▶ **Problem description**: Please give an exact copy of every line from the one holding "-> Result<Option<VectorRecord>>;" through the final line of the records below.

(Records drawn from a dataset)
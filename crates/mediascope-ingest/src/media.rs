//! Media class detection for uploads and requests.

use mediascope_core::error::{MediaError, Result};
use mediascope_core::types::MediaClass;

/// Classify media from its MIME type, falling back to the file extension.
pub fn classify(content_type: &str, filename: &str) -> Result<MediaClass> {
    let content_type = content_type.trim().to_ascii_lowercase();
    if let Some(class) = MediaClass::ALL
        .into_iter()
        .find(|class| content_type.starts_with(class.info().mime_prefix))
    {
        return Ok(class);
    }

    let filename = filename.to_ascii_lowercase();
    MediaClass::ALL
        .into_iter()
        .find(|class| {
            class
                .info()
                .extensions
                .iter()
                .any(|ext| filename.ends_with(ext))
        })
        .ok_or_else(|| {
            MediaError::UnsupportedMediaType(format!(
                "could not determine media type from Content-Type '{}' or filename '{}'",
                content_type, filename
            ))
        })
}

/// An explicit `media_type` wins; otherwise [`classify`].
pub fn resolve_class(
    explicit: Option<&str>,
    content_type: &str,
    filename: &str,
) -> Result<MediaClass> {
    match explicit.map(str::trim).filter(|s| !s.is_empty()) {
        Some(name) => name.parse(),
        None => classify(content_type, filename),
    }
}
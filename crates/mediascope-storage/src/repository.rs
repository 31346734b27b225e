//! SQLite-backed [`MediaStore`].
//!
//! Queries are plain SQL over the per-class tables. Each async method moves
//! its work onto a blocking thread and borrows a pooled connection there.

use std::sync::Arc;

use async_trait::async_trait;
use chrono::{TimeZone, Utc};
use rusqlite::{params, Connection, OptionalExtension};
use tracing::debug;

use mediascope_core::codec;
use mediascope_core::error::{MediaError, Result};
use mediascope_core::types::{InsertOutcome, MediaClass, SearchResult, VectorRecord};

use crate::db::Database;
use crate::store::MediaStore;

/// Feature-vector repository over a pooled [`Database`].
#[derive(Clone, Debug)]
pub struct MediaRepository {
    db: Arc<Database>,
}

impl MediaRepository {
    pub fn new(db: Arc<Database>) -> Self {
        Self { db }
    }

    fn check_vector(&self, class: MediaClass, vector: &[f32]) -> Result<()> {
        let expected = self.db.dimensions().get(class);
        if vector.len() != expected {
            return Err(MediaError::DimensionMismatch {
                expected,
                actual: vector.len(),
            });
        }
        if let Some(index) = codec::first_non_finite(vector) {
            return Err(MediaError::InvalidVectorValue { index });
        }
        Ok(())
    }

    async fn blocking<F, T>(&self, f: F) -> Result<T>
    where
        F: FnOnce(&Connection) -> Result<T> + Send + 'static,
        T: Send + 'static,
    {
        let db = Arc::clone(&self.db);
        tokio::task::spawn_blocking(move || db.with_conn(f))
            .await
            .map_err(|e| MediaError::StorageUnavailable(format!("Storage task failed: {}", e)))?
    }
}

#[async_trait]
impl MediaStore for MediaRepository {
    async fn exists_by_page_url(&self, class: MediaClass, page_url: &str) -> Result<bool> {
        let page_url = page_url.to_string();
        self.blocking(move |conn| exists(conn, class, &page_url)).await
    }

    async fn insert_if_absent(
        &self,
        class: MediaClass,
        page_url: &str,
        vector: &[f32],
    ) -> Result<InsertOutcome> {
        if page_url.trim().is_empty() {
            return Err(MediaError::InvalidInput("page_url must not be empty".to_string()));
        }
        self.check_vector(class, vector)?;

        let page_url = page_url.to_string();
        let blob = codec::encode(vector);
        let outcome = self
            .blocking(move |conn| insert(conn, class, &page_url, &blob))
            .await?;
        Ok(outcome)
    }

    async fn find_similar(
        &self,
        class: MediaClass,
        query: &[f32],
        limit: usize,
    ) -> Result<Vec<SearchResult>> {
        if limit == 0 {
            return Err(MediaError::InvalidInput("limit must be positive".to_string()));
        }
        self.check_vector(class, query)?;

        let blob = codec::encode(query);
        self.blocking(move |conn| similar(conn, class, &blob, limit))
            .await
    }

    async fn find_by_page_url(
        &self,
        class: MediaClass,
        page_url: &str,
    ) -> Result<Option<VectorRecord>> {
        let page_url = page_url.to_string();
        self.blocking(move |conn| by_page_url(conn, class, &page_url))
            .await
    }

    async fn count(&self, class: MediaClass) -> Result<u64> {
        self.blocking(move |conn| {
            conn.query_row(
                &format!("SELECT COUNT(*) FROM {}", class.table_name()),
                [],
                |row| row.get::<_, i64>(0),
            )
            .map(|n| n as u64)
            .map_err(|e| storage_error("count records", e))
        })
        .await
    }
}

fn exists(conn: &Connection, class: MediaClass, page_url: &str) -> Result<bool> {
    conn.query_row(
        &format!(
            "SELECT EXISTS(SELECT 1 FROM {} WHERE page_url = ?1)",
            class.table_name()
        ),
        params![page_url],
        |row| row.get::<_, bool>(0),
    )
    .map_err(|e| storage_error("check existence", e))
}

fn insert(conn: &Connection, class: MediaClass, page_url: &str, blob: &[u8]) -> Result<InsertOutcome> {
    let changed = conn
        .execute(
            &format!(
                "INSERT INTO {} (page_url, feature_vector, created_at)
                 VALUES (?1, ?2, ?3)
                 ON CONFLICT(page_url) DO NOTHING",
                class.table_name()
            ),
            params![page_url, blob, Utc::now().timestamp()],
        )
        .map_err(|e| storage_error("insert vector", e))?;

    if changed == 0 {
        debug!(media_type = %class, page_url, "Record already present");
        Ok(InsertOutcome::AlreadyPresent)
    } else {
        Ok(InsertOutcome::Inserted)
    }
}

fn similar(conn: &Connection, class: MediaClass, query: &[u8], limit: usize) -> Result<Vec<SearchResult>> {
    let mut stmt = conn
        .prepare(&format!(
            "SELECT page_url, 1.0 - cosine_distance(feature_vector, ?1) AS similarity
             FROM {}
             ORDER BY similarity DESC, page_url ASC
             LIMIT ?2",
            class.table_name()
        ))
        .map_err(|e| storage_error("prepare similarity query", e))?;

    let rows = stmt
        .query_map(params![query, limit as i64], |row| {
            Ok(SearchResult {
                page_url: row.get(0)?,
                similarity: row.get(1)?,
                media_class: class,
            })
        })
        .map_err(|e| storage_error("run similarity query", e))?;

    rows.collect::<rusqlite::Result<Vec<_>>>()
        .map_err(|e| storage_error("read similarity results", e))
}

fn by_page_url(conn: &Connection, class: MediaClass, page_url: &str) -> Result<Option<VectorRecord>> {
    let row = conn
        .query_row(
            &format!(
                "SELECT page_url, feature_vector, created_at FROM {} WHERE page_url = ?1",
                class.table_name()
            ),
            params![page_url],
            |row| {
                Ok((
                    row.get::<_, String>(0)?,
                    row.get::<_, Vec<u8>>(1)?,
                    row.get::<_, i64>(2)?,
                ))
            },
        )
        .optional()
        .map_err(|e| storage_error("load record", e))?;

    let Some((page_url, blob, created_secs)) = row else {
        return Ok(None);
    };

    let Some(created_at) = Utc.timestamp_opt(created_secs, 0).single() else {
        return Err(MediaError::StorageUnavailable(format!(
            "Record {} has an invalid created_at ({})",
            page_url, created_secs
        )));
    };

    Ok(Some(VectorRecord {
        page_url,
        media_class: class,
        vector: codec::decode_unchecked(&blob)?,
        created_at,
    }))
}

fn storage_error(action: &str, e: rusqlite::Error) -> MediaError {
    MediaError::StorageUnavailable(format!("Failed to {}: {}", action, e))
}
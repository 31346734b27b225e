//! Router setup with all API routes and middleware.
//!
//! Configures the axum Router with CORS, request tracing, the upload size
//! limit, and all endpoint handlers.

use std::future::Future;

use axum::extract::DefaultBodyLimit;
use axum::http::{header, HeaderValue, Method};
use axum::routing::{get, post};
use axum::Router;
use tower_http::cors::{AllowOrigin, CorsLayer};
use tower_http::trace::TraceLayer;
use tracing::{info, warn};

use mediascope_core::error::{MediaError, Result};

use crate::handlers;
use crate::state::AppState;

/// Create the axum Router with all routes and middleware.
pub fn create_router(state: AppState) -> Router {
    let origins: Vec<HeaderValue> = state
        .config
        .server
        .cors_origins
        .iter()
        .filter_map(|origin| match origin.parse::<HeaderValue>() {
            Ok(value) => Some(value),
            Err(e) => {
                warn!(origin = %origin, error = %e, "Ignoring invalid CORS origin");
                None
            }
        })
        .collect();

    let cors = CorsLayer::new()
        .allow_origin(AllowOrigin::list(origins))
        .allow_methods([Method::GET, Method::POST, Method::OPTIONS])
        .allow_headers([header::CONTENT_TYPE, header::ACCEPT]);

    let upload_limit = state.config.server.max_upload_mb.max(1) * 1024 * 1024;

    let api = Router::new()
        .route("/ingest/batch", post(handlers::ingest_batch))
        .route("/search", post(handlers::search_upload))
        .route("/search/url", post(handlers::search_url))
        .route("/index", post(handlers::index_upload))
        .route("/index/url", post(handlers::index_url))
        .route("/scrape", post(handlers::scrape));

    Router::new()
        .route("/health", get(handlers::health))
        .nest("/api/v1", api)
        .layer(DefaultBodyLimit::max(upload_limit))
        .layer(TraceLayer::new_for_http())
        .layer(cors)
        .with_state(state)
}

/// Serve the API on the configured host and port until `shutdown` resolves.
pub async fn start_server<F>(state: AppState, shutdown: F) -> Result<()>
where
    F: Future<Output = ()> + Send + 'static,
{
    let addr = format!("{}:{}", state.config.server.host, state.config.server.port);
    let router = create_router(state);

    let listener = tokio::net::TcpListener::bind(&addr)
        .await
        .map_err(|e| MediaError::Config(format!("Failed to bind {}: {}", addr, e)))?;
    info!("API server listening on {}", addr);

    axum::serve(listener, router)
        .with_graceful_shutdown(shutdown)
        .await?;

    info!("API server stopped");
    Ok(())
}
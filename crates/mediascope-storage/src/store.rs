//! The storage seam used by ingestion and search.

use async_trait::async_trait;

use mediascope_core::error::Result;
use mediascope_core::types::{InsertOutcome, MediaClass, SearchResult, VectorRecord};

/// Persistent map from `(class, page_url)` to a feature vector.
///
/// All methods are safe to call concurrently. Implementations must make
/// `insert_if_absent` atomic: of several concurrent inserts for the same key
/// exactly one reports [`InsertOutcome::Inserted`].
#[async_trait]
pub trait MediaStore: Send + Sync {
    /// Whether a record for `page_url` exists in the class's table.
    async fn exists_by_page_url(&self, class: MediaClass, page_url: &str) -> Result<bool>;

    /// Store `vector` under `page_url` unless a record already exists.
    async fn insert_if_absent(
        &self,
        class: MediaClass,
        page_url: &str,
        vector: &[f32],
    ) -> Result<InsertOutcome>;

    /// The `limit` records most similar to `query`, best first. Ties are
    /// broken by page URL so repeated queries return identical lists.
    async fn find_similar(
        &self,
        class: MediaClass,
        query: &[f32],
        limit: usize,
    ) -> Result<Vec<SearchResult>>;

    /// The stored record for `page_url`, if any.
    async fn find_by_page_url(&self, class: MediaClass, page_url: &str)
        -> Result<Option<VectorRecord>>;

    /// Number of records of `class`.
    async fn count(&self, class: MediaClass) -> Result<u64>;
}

▶ **Response below**:
        -> Result<Option<VectorRecord>>;

    /// Number of records of `class`.
    async fn count(&self, class: MediaClass) -> Result<u64>;
}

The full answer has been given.